Human activity recognition using smartphones dataset and an LSTM RNN. Classifying the type of movement amongst six categories:
- WALKING,
- WALKING_UPSTAIRS,
- WALKING_DOWNSTAIRS,
- SITTING,
- STANDING,
- LAYING.
Follow this link to see a video of the 6 activities recorded in the experiment with one of the participants:
[Watch video]I will be using an LSTM on the data to learn (as a cellphone attached on the waist) to recognise the type of activity that the user is doing. The dataset's description goes like this:
The sensor signals (accelerometer and gyroscope) were pre-processed by applying noise filters and then sampled in fixed-width sliding windows of 2.56 sec and 50% overlap (128 readings/window). The sensor acceleration signal, which has gravitational and body motion components, was separated using a Butterworth low-pass filter into body acceleration and gravity. The gravitational force is assumed to have only low frequency components, therefore a filter with 0.3 Hz cutoff frequency was used.
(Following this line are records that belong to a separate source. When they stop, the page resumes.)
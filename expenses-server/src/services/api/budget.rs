use actix_web::web::*;

use crate::handlers::budget;

pub fn configure(cfg: &mut ServiceConfig) {
    cfg.service(
        scope("/budgets")
            .service(
                resource("")
                    .route(get().to(budget::get))
                    .route(post().to(budget::create)),
            )
            .service(resource("/status").route(get().to(budget::status)))
            .service(resource("/summary").route(get().to(budget::summary)))
            .service(
                resource("/{id}")
                    .route(put().to(budget::update))
                    .route(delete().to(budget::delete)),
            ),
    );
}
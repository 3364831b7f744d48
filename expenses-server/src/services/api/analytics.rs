use actix_web::web::*;

use crate::handlers::analytics;

pub fn configure(cfg: &mut ServiceConfig) {
    cfg.service(
        scope("/analytics")
            .service(resource("/trends").route(get().to(analytics::trends)))
            .service(resource("/anomalies").route(get().to(analytics::anomalies)))
            .service(resource("/insights").route(post().to(analytics::insights))),
    );
}
impl<T: Copy> Selector<T> {
    /// Returns the concrete value, if this is not the wildcard.
    #[must_use]
    pub fn concrete(&self) -> Option<T> {
        match self {
            Self::Any => None,
            Self::Only(value) => Some(*value),
        }
    }
}

/// Validated `module:action` permission code.
#[derive(Debug, Clone, Copy, PartialEq, Eq, Hash, PartialOrd, Ord, Serialize, Deserialize)]
#[serde(try_from = "String", into = "String")]
pub struct PermissionCode {
    module: Selector<PermissionModule>,
    action: Selector<PermissionAction>,
}

impl PermissionCode {
    /// Builds a concrete code.
    #[must_use]
    pub fn new(module: PermissionModule, action: PermissionAction) -> Self {
        Self {
            module: Selector::Only(module),
            action: Selector::Only(action),
        }
    }

    /// Builds a code from selectors, allowing wildcards on either side.
    #[must_use]
    pub fn from_selectors(
        module: Selector<PermissionModule>,
        action: Selector<PermissionAction>,
    ) -> Self {
        Self { module, action }
    }

    /// Parses `*`, `*:*` or `module:action` where each half is a known value or `*`.
    pub fn parse(value: &str) -> AppResult<Self> {
        let value = value.trim();
        if value == WILDCARD {
            return Ok(Self::from_selectors(Selector::Any, Selector::Any));
        }

        let Some((module, action)) = value.split_once(':') else {
            return Err(AppError::Validation(format!(
                "permission '{value}' must have the form module:action"
            )));
        };

        Ok(Self {
            module: Selector::parse(module)?,
            action: Selector::parse(action)?,
        })
    }

    /// Returns the module selector.
    #[must_use]
    pub fn module(&self) -> Selector<PermissionModule> {
        self.module
    }

    /// Returns the action selector.
    #[must_use]
    pub fn action(&self) -> Selector<PermissionAction> {
        self.action
    }

    /// Returns whether either half is a wildcard.
    #[must_use]
    pub fn is_wildcard(&self) -> bool {
        matches!(self.module, Selector::Any) || matches!(self.action, Selector::Any)
    }

    /// Returns whether the code is a fixed, non-editable catalog entry.
    #[must_use]
    pub fn is_system_reserved(&self) -> bool {
        match (self.module.concrete(), self.action.concrete()) {
            (Some(module), Some(action)) => is_system_reserved(module, action),
            _ => false,
        }
    }

    /// Human-readable label used when seeding catalog entries.
    #[must_use]
    pub fn default_display_name(&self) -> String {
        let module = self.module.concrete().map_or("all modules", |module| module.as_str());
        let action = self.action.concrete().map_or("any action", |action| action.as_str());
        format!("{module}: {action}")
    }
}

impl std::fmt::Display for PermissionCode {
    fn fmt(&self, formatter: &mut std::fmt::Formatter<'_>) -> std::fmt::Result {
        let module = self.module.concrete().map_or(WILDCARD, |module| module.as_str());
        let action = self.action.concrete().map_or(WILDCARD, |action| action.as_str());
        write!(formatter, "{module}:{action}")
    }
}

impl FromStr for PermissionCode {
    type Err = AppError;

    fn from_str(value: &str) -> Result<Self, Self::Err> {
        Self::parse(value)
    }
}
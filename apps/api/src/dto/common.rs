use serde::{Deserialize, Deserializer, Serialize};

/// Health response payload.
#[derive(Debug, Serialize)]
pub struct HealthResponse {
    pub status: &'static str,
}

/// Distinguishes an absent field (`None`) from an explicit `null` (`Some(None)`).
pub(crate) fn double_option<'de, D, T>(deserializer: D) -> Result<Option<Option<T>>, D::Error>
where
    D: Deserializer<'de>,
    T: Deserialize<'de>,
{
    Option::<T>::deserialize(deserializer).map(Some)
}
use std::str::FromStr;

use async_trait::async_trait;
use castellan_application::RevokedTokenRepository;
use castellan_core::{AppError, AppResult};
use castellan_domain::{ALL_SESSIONS_MARKER, RevocationMarker, RevocationReason, UserId};
use chrono::{DateTime, Utc};
use sqlx::{FromRow, PgPool};
use uuid::Uuid;

/// PostgreSQL-backed revocation markers.
#[derive(Clone)]
pub struct PostgresRevokedTokenRepository {
    pool: PgPool,
}

impl PostgresRevokedTokenRepository {
    /// Creates a repository with the provided connection pool.
    #[must_use]
    pub fn new(pool: PgPool) -> Self {
        Self { pool }
    }
}

#[derive(Debug, FromRow)]
struct MarkerRow {
    token_id: String,
    user_id: Uuid,
    reason: String,
    revoked_at: DateTime<Utc>,
}

impl MarkerRow {
    fn into_marker(self) -> AppResult<RevocationMarker> {
        let reason = RevocationReason::from_str(&self.reason).map_err(|error| {
            AppError::Internal(format!("stored revocation reason is invalid: {error}"))
        })?;

        Ok(RevocationMarker::from_stored(
            &self.token_id,
            UserId::from_uuid(self.user_id),
            reason,
            self.revoked_at,
        ))
    }
}

#[async_trait]
impl RevokedTokenRepository for PostgresRevokedTokenRepository {
    async fn insert_marker(&self, marker: RevocationMarker) -> AppResult<()> {
        sqlx::query(
            r#"
            INSERT INTO revoked_tokens (token_id, user_id, reason, revoked_at)
            VALUES ($1, $2, $3, $4)
            "#,
        )
        .bind(marker.stored_token_id())
        .bind(marker.user_id().as_uuid())
        .bind(marker.reason().as_str())
        .bind(marker.revoked_at())
        .execute(&self.pool)
        .await
        .map_err(|error| {
            AppError::Internal(format!("failed to store revocation marker: {error}"))
        })?;

        Ok(())
    }

    async fn markers_for_token(
        &self,
        token_id: &str,
        user_id: UserId,
    ) -> AppResult<Vec<RevocationMarker>> {
        let rows = sqlx::query_as::<_, MarkerRow>(
            r#"
            SELECT token_id, user_id, reason, revoked_at
            FROM revoked_tokens
            WHERE token_id = $1
                OR (token_id = $2 AND user_id = $3)
            "#,
        )
        .bind(token_id)
        .bind(ALL_SESSIONS_MARKER)
        .bind(user_id.as_uuid())
        .fetch_all(&self.pool)
        .await
        .map_err(|error| {
            AppError::Internal(format!("failed to load revocation markers: {error}"))
        })?;

        rows.into_iter().map(MarkerRow::into_marker).collect()
    }

    async fn prune_markers(&self, older_than: DateTime<Utc>) -> AppResult<u64> {
        let result = sqlx::query("DELETE FROM revoked_tokens WHERE revoked_at < $1")
            .bind(older_than)
            .execute(&self.pool)
            .await
            .map_err(|error| {
                AppError::Internal(format!("failed to prune revocation markers: {error}"))
            })?;

        Ok(result.rows_affected())
    }
}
That said, I will use the almost raw data: only the gravity effect has been filtered out of the accelerometer as a preprocessing step for another 3D feature as an input to help learning.
Scroll on! Nice visuals awaits.
# All Includes
import numpy as np
import matplotlib
import matplotlib.pyplot as plt
import tensorflow as tf # Version r0.10
from sklearn import metrics
import os
# Useful Constants
# Those are separate normalised input features for the neural network
INPUT_SIGNAL_TYPES = [
"body_acc_x_",
"body_acc_y_",
"body_acc_z_",
"body_gyro_x_",
"body_gyro_y_",
"body_gyro_z_",
"total_acc_x_",
"total_acc_y_",
"total_acc_z_"
]
# Output classes to learn how to classify
LABELS = [
"WALKING",
"WALKING_UPSTAIRS",
"WALKING_DOWNSTAIRS",
"SITTING",
"STANDING",
"LAYING"
]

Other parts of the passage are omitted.